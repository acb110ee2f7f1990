//! Application-level configuration.
//!
//! - [`ExecutionParams`]: run loop control (tool turns, command timeouts)

pub mod execution_params;

pub use execution_params::ExecutionParams;
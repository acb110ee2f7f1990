//! Port for the structured run transcript.
//!
//! Separate from `tracing`: tracing carries human-readable diagnostics,
//! this port records every model response, tool call and tool result of a
//! run in a machine-readable form (JSONL in infrastructure).

use serde_json::Value;
use std::sync::Mutex;

/// One transcript event: a type tag plus an event-specific JSON payload.
#[derive(Debug, Clone, PartialEq)]
pub struct ConversationEvent {
    /// e.g. "run_started", "llm_response", "tool_call", "tool_result", "run_finished"
    pub event_type: &'static str,
    pub payload: Value,
}

impl ConversationEvent {
    pub fn new(event_type: &'static str, payload: Value) -> Self {
        Self {
            event_type,
            payload,
        }
    }
}

/// Sink for transcript events.
///
/// `log` is synchronous and non-fallible so transcript problems never
/// disturb a run; implementations drop events they cannot write.
pub trait ConversationLogger: Send + Sync {
    fn log(&self, event: ConversationEvent);
}

/// No-op implementation for tests and when logging is disabled.
pub struct NoConversationLogger;

impl ConversationLogger for NoConversationLogger {
    fn log(&self, _event: ConversationEvent) {}
}

/// Keeps events in memory, for inspecting a run in tests.
#[derive(Default)]
pub struct RecordingConversationLogger {
    events: Mutex<Vec<ConversationEvent>>,
}

impl RecordingConversationLogger {
    pub fn new() -> Self {
        Self::default()
    }

    pub fn events(&self) -> Vec<ConversationEvent> {
        self.events.lock().map(|e| e.clone()).unwrap_or_default()
    }

    pub fn event_types(&self) -> Vec<&'static str> {
        self.events().iter().map(|e| e.event_type).collect()
    }
}

impl ConversationLogger for RecordingConversationLogger {
    fn log(&self, event: ConversationEvent) {
        if let Ok(mut events) = self.events.lock() {
            events.push(event);
        }
    }
}
//! Tool implementations for the agent system
//!
//! Every tool is a struct holding its [`ToolDefinition`] plus whatever
//! collaborators it needs at construction time (execution limits, the state
//! machine, the profile catalog). Per-call scope arrives through the
//! [`ExecutionContext`].
//!
//! ## Catalogue
//!
//! - `file`: read_file, write_file, edit_file, list_files
//! - `command`: run_command
//! - `git`: git_status, git_diff, git_commit, git_push
//! - `ticket`: get_ticket, update_ticket_state
//! - `comment`: post_comment
//! - `document`: save_document
//! - `introspection`: list_my_tools
//!
//! [`ToolDefinition`]: board_domain::ToolDefinition
//! [`ExecutionContext`]: board_application::ExecutionContext

/// Implement [`Tool`](board_application::Tool) for structs that carry a
/// `definition` field and an `execute` method returning
/// `Result<ToolResult, ToolError>`; errors become failed results.
macro_rules! impl_tool {
    ($($tool:ty),+ $(,)?) => {
        $(
            #[async_trait::async_trait]
            impl board_application::ports::tool_executor::Tool for $tool {
                fn definition(&self) -> &board_domain::ToolDefinition {
                    &self.definition
                }

                async fn handle(
                    &self,
                    params: serde_json::Value,
                    ctx: &board_application::context::ExecutionContext,
                ) -> board_domain::ToolResult {
                    match self.execute(params, ctx).await {
                        Ok(result) => result,
                        Err(err) => board_domain::ToolResult::failure(self.definition.name(), err),
                    }
                }
            }
        )+
    };
}

pub mod command;
pub mod comment;
pub mod document;
pub mod file;
pub mod git;
pub mod introspection;
pub mod registry;
pub mod schema;
pub mod ticket;

pub use registry::{RegistryError, RegistryStats, ToolRegistry};
pub use schema::JsonSchemaToolConverter;

use board_application::config::ExecutionParams;
use board_application::ports::profile_catalog::ProfileCatalog;
use board_application::ports::tool_executor::Tool;
use board_application::use_cases::transition_ticket::TicketStateMachine;
use std::sync::Arc;

/// Names of [`builtin_tools`], in the same order
pub const BUILTIN_TOOL_NAMES: [&str; 14] = [
    file::READ_FILE,
    file::WRITE_FILE,
    file::EDIT_FILE,
    file::LIST_FILES,
    command::RUN_COMMAND,
    git::GIT_STATUS,
    git::GIT_DIFF,
    git::GIT_COMMIT,
    git::GIT_PUSH,
    ticket::GET_TICKET,
    ticket::UPDATE_TICKET_STATE,
    comment::POST_COMMENT,
    document::SAVE_DOCUMENT,
    introspection::LIST_MY_TOOLS,
];

/// Every built-in tool, in catalogue order
pub fn builtin_tools(
    catalog: Arc<dyn ProfileCatalog>,
    state_machine: TicketStateMachine,
    params: ExecutionParams,
) -> Vec<Arc<dyn Tool>> {
    vec![
        Arc::new(file::ReadFileTool::new()),
        Arc::new(file::WriteFileTool::new()),
        Arc::new(file::EditFileTool::new()),
        Arc::new(file::ListFilesTool::new()),
        Arc::new(command::RunCommandTool::new(params.clone())),
        Arc::new(git::GitStatusTool::new(params.clone())),
        Arc::new(git::GitDiffTool::new(params.clone())),
        Arc::new(git::GitCommitTool::new(params.clone())),
        Arc::new(git::GitPushTool::new(params)),
        Arc::new(ticket::GetTicketTool::new()),
        Arc::new(ticket::UpdateTicketStateTool::new(state_machine)),
        Arc::new(comment::PostCommentTool::new()),
        Arc::new(document::SaveDocumentTool::new()),
        Arc::new(introspection::ListMyToolsTool::new(catalog)),
    ]
}

/// Register the built-in tools and every catalog profile, failing fast on a
/// duplicate name or a profile that allows an unknown tool.
pub fn build_registry(
    catalog: Arc<dyn ProfileCatalog>,
    state_machine: TicketStateMachine,
    params: ExecutionParams,
) -> Result<ToolRegistry, RegistryError> {
    let mut registry = ToolRegistry::new();
    for tool in builtin_tools(catalog.clone(), state_machine, params) {
        registry.register(tool)?;
    }
    registry.load_profiles(catalog.as_ref())?;

    let stats = registry.stats();
    tracing::info!(
        tools = stats.total_tools,
        profiles = stats.total_profiles,
        "Tool registry ready"
    );
    Ok(registry)
}

#[cfg(test)]
pub(crate) mod test_support {
    use crate::workspace::LocalWorkspaceExecutor;
    use board_application::context::{ExecutionContext, Workspace, WorkspaceInfo};
    use board_application::ports::database::DatabaseOperations;
    use std::path::Path;
    use std::sync::Arc;

    pub fn workspace_in(root: &Path, persona: Option<&str>) -> Workspace {
        let mut info = WorkspaceInfo::new(root);
        if let Some(p) = persona {
            info = info.with_persona(p);
        }
        Workspace::new(info, Arc::new(LocalWorkspaceExecutor::new(root)))
    }

    /// Context for project `P-1`, ambient ticket `T-1`
    pub fn context(workspace: Workspace, db: Option<Arc<dyn DatabaseOperations>>) -> ExecutionContext {
        ExecutionContext::builder("P-1", workspace)
            .ticket_id("T-1")
            .maybe_db(db)
            .build()
    }
}
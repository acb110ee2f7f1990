//! Prompt domain
//!
//! Templates for the system prompt and first user turn of an agent run.

pub mod agent;

pub use agent::AgentPromptTemplate;
//! Domain layer for agent-board
//!
//! Pure types and logic for tool-mediated agent orchestration. No I/O and no
//! dependency on the application or infrastructure layers.
//!
//! # Core Concepts
//!
//! ## Tickets
//!
//! A [`Ticket`] moves through a fixed set of [`TicketState`]s. Every change
//! is checked against a total [`TransitionTable`]: forward progress plus
//! explicit rework edges, with `done` terminal.
//!
//! ## Tools
//!
//! A [`ToolDefinition`] declares its parameters as an [`ObjectSchema`], a
//! tree of [`FieldKind`]s that doubles as the validator for raw arguments.
//! Every invocation yields a [`ToolResult`]; failures are values.
//!
//! ## Runs
//!
//! An agent run ends exactly once with an [`AgentRunResult`]: a status,
//! comments in posting order, an optional requested state change (still
//! subject to the lifecycle guard) and token usage.

pub mod agent;
pub mod core;
pub mod prompt;
pub mod session;
pub mod ticket;
pub mod tool;

// Re-export commonly used types
pub use agent::{
    AgentRunResult, CommentType, ConfigIssue, ConfigIssueCode, MAX_RUN_DURATION, Profile,
    RunComment, RunOutcome, RunPhase, RunStatus, Severity, TokenUsage, parse_run_outcome,
};
pub use core::error::DomainError;
pub use prompt::AgentPromptTemplate;
pub use session::response::{ContentBlock, LlmResponse, StopReason};
pub use ticket::{
    entities::{Comment, Document, DocumentType, Persona, Ticket},
    lifecycle::TransitionTable,
    state::TicketState,
};
pub use tool::{
    entities::{ToolCall, ToolDefinition},
    schema::{Field, FieldKind, ObjectSchema},
    value_objects::{ToolError, ToolResult, ToolResultMetadata},
};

━━━━━━━━

**What you should do:**
All lines from the opening of the records through the line where "#[derive(Debug, Clone, PartialEq)]" occurs are to be output verbatim. No other line belongs in the answer.

**Answer:**
repository acb110ee2f7f1990
//! Application-level configuration.
//!
//! - [`ExecutionParams`]: run loop control (tool turns, command timeouts)

pub mod execution_params;

pub use execution_params::ExecutionParams;
repository acb110ee2f7f1990
//! Port for the structured run transcript.
//!
//! Separate from `tracing`: tracing carries human-readable diagnostics,
//! this port records every model response, tool call and tool result of a
//! run in a machine-readable form (JSONL in infrastructure).

use serde_json::Value;
use std::sync::Mutex;

/// One transcript event: a type tag plus an event-specific JSON payload.
#[derive(Debug, Clone, PartialEq)]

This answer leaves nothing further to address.